Goal of the exercise: Using the listing below, select the lines with the word "bool" and copy them.

Provided records:
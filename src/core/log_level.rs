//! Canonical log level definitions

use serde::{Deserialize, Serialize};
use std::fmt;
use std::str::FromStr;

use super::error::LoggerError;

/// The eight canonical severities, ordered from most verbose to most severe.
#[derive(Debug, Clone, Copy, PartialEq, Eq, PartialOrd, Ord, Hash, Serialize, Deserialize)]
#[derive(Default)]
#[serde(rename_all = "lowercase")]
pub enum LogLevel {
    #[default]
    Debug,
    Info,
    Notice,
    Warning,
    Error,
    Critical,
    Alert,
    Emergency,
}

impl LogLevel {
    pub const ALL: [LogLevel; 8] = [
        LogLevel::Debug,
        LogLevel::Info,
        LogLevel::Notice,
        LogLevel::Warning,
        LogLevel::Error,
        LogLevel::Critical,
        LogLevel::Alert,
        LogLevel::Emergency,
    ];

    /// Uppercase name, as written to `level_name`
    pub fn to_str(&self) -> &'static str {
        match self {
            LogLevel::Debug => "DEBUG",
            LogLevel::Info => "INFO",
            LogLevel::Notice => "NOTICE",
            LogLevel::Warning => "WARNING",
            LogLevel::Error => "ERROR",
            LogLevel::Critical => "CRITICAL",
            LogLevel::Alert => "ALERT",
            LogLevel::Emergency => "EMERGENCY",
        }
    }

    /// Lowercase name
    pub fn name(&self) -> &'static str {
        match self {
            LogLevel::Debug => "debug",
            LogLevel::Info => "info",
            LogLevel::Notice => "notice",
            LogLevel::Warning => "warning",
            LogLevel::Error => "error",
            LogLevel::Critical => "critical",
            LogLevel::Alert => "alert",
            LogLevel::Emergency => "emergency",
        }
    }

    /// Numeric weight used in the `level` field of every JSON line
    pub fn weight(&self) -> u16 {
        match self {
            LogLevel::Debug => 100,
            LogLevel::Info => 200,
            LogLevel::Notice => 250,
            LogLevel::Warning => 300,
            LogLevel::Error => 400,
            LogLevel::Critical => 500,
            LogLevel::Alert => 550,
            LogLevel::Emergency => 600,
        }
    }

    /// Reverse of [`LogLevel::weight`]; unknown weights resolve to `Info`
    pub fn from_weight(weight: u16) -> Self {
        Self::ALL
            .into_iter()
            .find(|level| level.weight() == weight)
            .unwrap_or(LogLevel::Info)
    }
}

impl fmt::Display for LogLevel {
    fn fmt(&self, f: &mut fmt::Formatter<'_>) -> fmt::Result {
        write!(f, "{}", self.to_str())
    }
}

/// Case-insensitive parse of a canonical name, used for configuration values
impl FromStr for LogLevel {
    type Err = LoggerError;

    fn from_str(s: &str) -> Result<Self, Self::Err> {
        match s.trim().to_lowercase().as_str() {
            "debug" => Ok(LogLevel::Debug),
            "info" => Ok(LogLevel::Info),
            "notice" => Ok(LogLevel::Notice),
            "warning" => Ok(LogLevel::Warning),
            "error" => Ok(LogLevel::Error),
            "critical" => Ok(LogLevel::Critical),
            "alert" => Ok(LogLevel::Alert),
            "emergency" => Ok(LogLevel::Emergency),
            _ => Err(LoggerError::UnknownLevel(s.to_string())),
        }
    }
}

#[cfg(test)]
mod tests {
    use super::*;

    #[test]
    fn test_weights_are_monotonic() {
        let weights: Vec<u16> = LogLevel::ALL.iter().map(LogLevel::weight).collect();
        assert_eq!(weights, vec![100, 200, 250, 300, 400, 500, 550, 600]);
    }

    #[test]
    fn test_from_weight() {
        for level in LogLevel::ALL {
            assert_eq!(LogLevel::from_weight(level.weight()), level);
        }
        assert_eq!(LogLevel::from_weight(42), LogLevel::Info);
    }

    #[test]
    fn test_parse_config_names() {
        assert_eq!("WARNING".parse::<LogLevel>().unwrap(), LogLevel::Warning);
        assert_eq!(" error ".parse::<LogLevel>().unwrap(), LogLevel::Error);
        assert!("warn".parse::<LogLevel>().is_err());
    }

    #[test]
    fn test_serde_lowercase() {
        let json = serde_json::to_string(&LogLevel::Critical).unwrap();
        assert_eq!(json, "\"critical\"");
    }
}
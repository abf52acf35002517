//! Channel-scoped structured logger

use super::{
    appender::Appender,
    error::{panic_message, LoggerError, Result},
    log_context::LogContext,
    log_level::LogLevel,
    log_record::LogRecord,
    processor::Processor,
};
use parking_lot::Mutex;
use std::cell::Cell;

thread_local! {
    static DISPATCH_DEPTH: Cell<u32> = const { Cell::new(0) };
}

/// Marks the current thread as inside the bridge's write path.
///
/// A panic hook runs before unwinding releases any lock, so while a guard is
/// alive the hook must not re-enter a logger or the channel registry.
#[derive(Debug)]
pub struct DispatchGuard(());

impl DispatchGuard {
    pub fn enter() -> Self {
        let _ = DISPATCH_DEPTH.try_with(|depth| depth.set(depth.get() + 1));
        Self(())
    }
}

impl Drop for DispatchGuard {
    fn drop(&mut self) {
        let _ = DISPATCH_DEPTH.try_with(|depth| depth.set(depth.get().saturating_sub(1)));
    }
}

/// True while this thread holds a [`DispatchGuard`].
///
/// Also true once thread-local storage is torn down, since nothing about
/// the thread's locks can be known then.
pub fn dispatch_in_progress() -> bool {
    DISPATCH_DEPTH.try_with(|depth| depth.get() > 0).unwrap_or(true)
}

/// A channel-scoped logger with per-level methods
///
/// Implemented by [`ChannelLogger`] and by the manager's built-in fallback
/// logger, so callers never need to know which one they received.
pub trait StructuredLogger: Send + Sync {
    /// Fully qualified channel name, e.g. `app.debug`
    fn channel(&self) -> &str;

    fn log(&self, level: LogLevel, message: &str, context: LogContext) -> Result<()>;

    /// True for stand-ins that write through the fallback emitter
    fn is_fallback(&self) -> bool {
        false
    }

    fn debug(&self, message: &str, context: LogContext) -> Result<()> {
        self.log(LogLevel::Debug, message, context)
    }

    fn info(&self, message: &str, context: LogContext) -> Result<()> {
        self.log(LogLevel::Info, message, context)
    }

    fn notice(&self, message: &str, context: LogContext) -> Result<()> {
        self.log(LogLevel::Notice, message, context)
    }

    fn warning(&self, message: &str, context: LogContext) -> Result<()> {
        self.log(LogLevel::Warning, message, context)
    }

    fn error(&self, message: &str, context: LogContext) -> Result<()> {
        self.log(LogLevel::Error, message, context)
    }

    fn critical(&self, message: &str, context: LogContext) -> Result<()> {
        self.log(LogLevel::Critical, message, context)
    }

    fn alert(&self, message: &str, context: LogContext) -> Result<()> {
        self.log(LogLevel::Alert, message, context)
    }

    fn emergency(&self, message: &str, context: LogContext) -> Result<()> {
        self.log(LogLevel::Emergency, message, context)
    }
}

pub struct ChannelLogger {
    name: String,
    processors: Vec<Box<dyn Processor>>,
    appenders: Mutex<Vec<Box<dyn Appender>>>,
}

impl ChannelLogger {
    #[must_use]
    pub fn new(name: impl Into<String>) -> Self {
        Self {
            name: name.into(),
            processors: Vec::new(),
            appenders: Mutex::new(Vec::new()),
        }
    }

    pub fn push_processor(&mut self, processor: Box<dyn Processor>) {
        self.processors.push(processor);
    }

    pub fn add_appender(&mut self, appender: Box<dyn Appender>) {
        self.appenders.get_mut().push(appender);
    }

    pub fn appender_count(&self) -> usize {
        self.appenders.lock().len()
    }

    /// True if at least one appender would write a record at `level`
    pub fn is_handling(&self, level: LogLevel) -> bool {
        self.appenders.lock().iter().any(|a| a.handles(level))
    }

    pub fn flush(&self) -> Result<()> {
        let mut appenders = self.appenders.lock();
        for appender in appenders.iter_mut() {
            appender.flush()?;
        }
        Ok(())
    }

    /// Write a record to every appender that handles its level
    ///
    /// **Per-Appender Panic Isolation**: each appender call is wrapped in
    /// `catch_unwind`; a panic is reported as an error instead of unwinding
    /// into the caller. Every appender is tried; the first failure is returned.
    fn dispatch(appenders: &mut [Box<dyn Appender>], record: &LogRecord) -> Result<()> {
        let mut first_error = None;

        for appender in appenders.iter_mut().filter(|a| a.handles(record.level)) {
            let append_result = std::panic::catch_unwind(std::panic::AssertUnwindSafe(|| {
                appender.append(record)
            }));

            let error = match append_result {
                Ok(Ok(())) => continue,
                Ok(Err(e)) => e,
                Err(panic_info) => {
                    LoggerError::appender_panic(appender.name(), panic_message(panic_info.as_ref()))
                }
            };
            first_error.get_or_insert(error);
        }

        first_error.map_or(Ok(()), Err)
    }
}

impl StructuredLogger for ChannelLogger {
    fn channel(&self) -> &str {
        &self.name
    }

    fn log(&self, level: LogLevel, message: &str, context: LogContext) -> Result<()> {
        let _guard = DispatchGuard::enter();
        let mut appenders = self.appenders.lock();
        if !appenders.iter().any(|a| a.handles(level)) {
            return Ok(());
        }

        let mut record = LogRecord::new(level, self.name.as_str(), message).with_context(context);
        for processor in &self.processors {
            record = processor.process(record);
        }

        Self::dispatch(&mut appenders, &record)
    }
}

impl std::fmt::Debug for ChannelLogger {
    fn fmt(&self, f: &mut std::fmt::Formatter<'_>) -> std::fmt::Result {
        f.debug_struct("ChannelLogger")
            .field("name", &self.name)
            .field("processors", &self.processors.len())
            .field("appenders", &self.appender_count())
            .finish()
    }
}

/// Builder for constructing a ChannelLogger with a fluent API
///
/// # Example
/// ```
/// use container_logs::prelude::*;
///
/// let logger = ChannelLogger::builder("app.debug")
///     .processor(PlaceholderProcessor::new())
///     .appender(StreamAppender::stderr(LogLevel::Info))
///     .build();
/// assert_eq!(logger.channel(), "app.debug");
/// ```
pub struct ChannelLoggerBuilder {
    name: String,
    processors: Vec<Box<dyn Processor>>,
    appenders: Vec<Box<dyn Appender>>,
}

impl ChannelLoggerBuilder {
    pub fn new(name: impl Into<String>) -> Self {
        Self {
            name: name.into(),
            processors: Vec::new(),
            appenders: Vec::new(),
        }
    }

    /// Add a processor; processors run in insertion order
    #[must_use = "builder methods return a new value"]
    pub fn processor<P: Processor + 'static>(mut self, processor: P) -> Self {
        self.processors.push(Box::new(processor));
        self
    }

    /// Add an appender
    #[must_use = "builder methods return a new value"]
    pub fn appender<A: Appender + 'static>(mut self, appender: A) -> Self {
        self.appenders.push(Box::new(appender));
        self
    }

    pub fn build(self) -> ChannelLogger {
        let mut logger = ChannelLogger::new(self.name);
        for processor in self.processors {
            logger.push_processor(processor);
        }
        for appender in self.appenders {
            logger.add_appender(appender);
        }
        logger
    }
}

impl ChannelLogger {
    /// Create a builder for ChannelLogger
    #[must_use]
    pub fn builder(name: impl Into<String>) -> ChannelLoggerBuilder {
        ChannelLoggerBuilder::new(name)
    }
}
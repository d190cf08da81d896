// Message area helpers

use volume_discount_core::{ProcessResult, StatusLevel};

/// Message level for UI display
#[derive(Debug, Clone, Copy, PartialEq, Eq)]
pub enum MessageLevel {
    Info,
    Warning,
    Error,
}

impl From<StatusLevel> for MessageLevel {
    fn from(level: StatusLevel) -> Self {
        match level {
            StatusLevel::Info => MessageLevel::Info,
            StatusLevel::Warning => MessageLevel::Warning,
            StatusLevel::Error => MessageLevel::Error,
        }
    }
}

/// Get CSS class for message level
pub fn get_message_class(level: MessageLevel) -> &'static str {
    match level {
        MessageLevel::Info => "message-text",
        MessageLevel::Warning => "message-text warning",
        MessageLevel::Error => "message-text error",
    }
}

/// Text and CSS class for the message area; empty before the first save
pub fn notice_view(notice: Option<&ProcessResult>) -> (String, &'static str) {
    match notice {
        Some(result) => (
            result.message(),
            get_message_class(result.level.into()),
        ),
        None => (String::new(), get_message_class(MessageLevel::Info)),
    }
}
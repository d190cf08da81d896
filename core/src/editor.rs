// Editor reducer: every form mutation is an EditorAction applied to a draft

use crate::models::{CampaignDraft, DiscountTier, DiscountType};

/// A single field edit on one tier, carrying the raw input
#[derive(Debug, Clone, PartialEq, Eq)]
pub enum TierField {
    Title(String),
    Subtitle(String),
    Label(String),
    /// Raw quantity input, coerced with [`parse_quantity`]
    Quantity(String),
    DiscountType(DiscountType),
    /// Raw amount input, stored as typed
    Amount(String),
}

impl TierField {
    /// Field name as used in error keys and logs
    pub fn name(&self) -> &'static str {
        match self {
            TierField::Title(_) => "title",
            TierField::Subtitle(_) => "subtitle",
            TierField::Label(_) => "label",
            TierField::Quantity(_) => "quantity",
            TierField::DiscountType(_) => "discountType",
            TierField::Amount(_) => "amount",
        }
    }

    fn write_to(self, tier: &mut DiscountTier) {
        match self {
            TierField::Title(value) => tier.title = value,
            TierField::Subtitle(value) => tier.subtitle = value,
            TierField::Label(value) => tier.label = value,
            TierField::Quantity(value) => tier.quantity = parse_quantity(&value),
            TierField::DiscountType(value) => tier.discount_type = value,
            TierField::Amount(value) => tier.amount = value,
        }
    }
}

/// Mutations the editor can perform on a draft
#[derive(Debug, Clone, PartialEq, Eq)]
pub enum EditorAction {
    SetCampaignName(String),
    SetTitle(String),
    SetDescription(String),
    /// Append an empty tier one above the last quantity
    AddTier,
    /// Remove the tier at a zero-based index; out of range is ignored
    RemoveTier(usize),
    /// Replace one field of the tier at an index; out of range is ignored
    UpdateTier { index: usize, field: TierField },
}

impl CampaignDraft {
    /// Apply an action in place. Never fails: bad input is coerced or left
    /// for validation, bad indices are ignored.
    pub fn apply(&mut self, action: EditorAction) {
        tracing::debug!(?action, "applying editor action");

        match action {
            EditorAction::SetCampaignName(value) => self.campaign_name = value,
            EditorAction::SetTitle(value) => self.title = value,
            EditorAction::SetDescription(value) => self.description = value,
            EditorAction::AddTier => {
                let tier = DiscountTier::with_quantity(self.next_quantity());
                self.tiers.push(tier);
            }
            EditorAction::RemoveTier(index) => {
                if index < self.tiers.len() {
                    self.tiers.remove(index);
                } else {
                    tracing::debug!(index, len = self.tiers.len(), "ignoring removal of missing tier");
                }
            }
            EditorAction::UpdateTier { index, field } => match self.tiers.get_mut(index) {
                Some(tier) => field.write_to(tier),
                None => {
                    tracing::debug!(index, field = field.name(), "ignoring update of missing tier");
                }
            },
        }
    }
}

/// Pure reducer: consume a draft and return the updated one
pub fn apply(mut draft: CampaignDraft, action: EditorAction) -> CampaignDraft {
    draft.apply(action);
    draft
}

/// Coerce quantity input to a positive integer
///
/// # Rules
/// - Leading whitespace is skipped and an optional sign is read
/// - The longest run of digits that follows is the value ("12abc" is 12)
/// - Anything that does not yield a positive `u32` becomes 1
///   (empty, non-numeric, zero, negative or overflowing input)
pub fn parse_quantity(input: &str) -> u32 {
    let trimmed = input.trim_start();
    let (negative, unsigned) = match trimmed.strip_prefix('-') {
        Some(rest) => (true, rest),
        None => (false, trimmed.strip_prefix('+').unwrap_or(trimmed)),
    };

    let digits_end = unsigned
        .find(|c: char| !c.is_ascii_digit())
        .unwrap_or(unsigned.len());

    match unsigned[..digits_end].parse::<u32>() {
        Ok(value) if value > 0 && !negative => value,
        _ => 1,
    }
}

Solution for this exercise:
pub fn dispatch_in_progress() -> bool {
    fn is_fallback(&self) -> bool {
    pub fn is_handling(&self, level: LogLevel) -> bool {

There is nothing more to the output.